[[ Dataset open ]]
impl Line {
    fn push(&mut self, piece: Piece) {
        self.width += piece.width();
        match self.pieces.last_mut() {
            Some(last) if last.same_face(&piece) => last.bytes.extend(piece.bytes),
            _ => self.pieces.push(piece),
        }
    }

    fn trim_end(&mut self) {
        while let Some(last) = self.pieces.last_mut() {
            while last.bytes.last() == Some(&b' ') {
                last.bytes.pop();
            }
            if last.bytes.is_empty() {
                self.pieces.pop();
            } else {
                break;
            }
        }
        self.width = self.pieces.iter().map(Piece::width).sum();
    }

    fn is_empty(&self) -> bool {
        self.pieces.is_empty()
    }

    fn space_count(&self) -> usize {
        self.pieces.iter().map(Piece::space_count).sum()
    }

    fn max_size(&self) -> f32 {
        self.pieces.iter().map(|p| p.size).fold(0.0, f32::max)
    }

    fn height(&self, def: &StyleDef) -> f32 {
        def.leading.max(self.max_size() * 1.2)
    }
}

fn flush_word(tokens: &mut Vec<Token>, word: &mut Vec<Piece>) {
    if !word.is_empty() {
        tokens.push(Token::Word(std::mem::take(word)));
    }
}

fn tokenize(paragraph: &Paragraph, def: &StyleDef) -> Vec<Token> {
    let mut tokens = Vec::new();
    let mut word: Vec<Piece> = Vec::new();

    for inline in &paragraph.content {
        let (text, style, link) = match inline {
            InlineContent::Text(run) => (run.text.as_str(), Some(&run.style), None),
            InlineContent::Link { text, url } => (text.as_str(), None, Some(url.clone())),
            InlineContent::LineBreak => {
                flush_word(&mut tokens, &mut word);
                tokens.push(Token::Break);
                continue;
            }
        };

        let template = Piece {
            font: FontKey::new(
                def.font,
                def.bold || style.is_some_and(|s| s.bold),
                def.italic || style.is_some_and(|s| s.italic),
            ),
            size: style.and_then(|s| s.font_size).unwrap_or(def.size),
            color: style.and_then(|s| s.color).unwrap_or(def.color),
            link,
            bytes: Vec::new(),
        };

        for (i, segment) in text.split('\n').enumerate() {
            if i > 0 {
                flush_word(&mut tokens, &mut word);
                tokens.push(Token::Break);
            }
            for byte in fonts::encode(segment) {
                if byte == b' ' {
                    flush_word(&mut tokens, &mut word);
                    tokens.push(Token::Space(template.with_bytes(vec![b' '])));
                    continue;
                }
                match word.last_mut() {
                    Some(last) if last.same_face(&template) => last.bytes.push(byte),
                    _ => word.push(template.with_bytes(vec![byte])),
                }
            }
        }
    }

    flush_word(&mut tokens, &mut word);
    tokens
}

/// Greedy line breaking. Words wider than a full line are split between
/// glyphs.
fn break_lines(tokens: Vec<Token>, avail: f32) -> Vec<Line> {
    let mut lines = Vec::new();
    let mut line = Line::default();

    for token in tokens {
        match token {
            Token::Break => {
                line.trim_end();
                lines.push(std::mem::take(&mut line));
            }
            Token::Space(piece) => {
                if !line.is_empty() {
                    line.push(piece);
                }
            }
            Token::Word(pieces) => {
                let width: f32 = pieces.iter().map(Piece::width).sum();
                if !line.is_empty() && line.width + width > avail + EPSILON {
                    line.trim_end();
                    lines.push(std::mem::take(&mut line));
                }
                if width <= avail + EPSILON {
                    for piece in pieces {
                        line.push(piece);
                    }
                    continue;
                }
                for piece in &pieces {
                    for &byte in &piece.bytes {
                        let glyph = piece.with_bytes(vec![byte]);
                        if !line.is_empty() && line.width + glyph.width() > avail + EPSILON {
                            lines.push(std::mem::take(&mut line));
                        }
                        line.push(glyph);
                    }
                }
            }
        }
    }

    line.trim_end();
    if !line.is_empty() {
        lines.push(line);
    }
    lines
}

struct LayoutEngine<'a> {
    options: &'a RenderOptions,
    pages: Vec<PageLayout>,
    page: PageLayout,
    cursor: f32,
    /// Nothing has been placed on the current page yet
    fresh: bool,
}
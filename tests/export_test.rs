//! Integration tests for the writer registry.

use std::path::Path;
use std::sync::Arc;

use betaguide::error::{Error, Result};
use betaguide::export::{DocumentWriter, OutputFormat, WriterRegistry};
use betaguide::{
    build_guide, verify_output, Document, GuideConfig, Paragraph, RenderOptions, RenderOutput,
};

/// Mock writer for testing.
struct MockWriter {
    extensions: Vec<&'static str>,
    name: &'static str,
}

impl MockWriter {
    fn new(extensions: Vec<&'static str>, name: &'static str) -> Self {
        Self { extensions, name }
    }
}

impl DocumentWriter for MockWriter {
    fn supported_extensions(&self) -> &[&str] {
        &self.extensions
    }

    fn name(&self) -> &str {
        self.name
    }

    fn format(&self) -> OutputFormat {
        OutputFormat::Text
    }

    fn render(&self, doc: &Document, _options: &RenderOptions) -> Result<RenderOutput> {
        Ok(RenderOutput::new(
            format!("{} blocks by {}", doc.len(), self.name).into_bytes(),
            OutputFormat::Text,
            doc.stats(),
        ))
    }
}

fn offline_guide() -> Document {
    build_guide(&GuideConfig {
        qr_image: "no-such-dir/qr.png".into(),
        ..Default::default()
    })
}

#[test]
fn test_registry_new_is_empty() {
    let registry = WriterRegistry::new();
    assert!(registry.supported_extensions().is_empty());
    assert!(!registry.supports("pdf"));
}

#[test]
fn test_registry_register_custom() {
    let mut registry = WriterRegistry::new();
    registry.register(Arc::new(MockWriter::new(vec!["md", "markdown"], "mock")));

    assert!(registry.supports("md"));
    assert!(registry.supports("MARKDOWN"));
    assert_eq!(registry.get_by_name("Mock").unwrap().name(), "mock");

    let mut extensions = registry.supported_extensions();
    extensions.sort_unstable();
    assert_eq!(extensions, vec!["markdown", "md"]);
}

#[test]
fn test_registry_custom_writer_overrides_default() {
    let dir = tempfile::tempdir().unwrap();
    let path = dir.path().join("guide.txt");

    let mut registry = WriterRegistry::with_defaults();
    registry.register(Arc::new(MockWriter::new(vec!["txt"], "mock")));

    let mut doc = Document::new();
    doc.add_paragraph(Paragraph::with_text("one"));
    registry
        .write(&doc, &path, &RenderOptions::default())
        .unwrap();

    assert_eq!(std::fs::read_to_string(&path).unwrap(), "1 blocks by mock");
}

#[test]
fn test_registry_writes_every_format() {
    let dir = tempfile::tempdir().unwrap();
    let registry = WriterRegistry::with_defaults();
    let doc = offline_guide();
    let options = RenderOptions::default();

    for format in [
        OutputFormat::Pdf,
        OutputFormat::Docx,
        OutputFormat::Text,
        OutputFormat::Json,
    ] {
        let path = dir.path().join(format!("guide.{}", format.extension()));
        let output = registry.write(&doc, &path, &options).unwrap();
        assert_eq!(output.format, format);
        assert_eq!(
            verify_output(&path, format).unwrap(),
            output.len() as u64,
            "{}",
            format
        );
    }
}

#[test]
fn test_text_output_has_form_feeds() {
    let dir = tempfile::tempdir().unwrap();
    let path = dir.path().join("guide.txt");

    WriterRegistry::with_defaults()
        .write(&offline_guide(), &path, &RenderOptions::default())
        .unwrap();

    let text = std::fs::read_to_string(&path).unwrap();
    assert_eq!(text.matches('\u{c}').count(), 3);
    assert!(text.contains("1. Open the Expo Go app"));
    assert!(text.contains("4. Tap \"Connect\""));
    assert!(text.contains("QR Code image not found: "));
}

#[test]
fn test_json_output_round_trips() {
    let dir = tempfile::tempdir().unwrap();
    let path = dir.path().join("guide.json");
    let doc = offline_guide();

    WriterRegistry::with_defaults()
        .write(&doc, &path, &RenderOptions::default())
        .unwrap();

    let parsed: Document = serde_json::from_str(&std::fs::read_to_string(&path).unwrap()).unwrap();
    assert_eq!(parsed.len(), doc.len());
    assert_eq!(parsed.stats(), doc.stats());
}

#[test]
fn test_registry_unknown_extension() {
    let registry = WriterRegistry::with_defaults();
    let result = registry.write(
        &Document::new(),
        Path::new("guide.odt"),
        &RenderOptions::default(),
    );
    assert!(result.is_err());
}

/// Writer that never produces bytes.
struct EmptyWriter;

impl DocumentWriter for EmptyWriter {
    fn supported_extensions(&self) -> &[&str] {
        &["txt"]
    }

    fn name(&self) -> &str {
        "empty"
    }

    fn format(&self) -> OutputFormat {
        OutputFormat::Text
    }

    fn render(&self, doc: &Document, _options: &RenderOptions) -> Result<RenderOutput> {
        Ok(RenderOutput::new(Vec::new(), OutputFormat::Text, doc.stats()))
    }
}

#[test]
fn test_empty_output_rejected() {
    let dir = tempfile::tempdir().unwrap();
    let path = dir.path().join("empty.txt");

    let mut registry = WriterRegistry::new();
    registry.register(Arc::new(EmptyWriter));

    let result = registry.write(&Document::new(), &path, &RenderOptions::default());
    assert!(matches!(result, Err(Error::EmptyOutput(_))));
    assert!(!path.exists());
}
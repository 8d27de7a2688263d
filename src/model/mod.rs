//! Document model types.
//!
//! A document is an ordered sequence of blocks (paragraphs, images,
//! spacers, page breaks). Each paragraph carries a style label that the
//! renderers resolve through a [`crate::style::StyleSheet`].

mod block;
mod document;
mod paragraph;
mod resource;

pub use block::{Block, POINTS_PER_INCH};
pub use document::{Document, DocumentStats, Metadata};
pub use paragraph::{
    Alignment, InlineContent, ListInfo, ListStyle, Paragraph, ParagraphStyle, TextRun, TextStyle,
};
pub use resource::Resource;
[[ Dataset closed ]]
> Brief: Tally the lines above that hold "betaguide" and write the result as a lone number.

> Result of this task: 3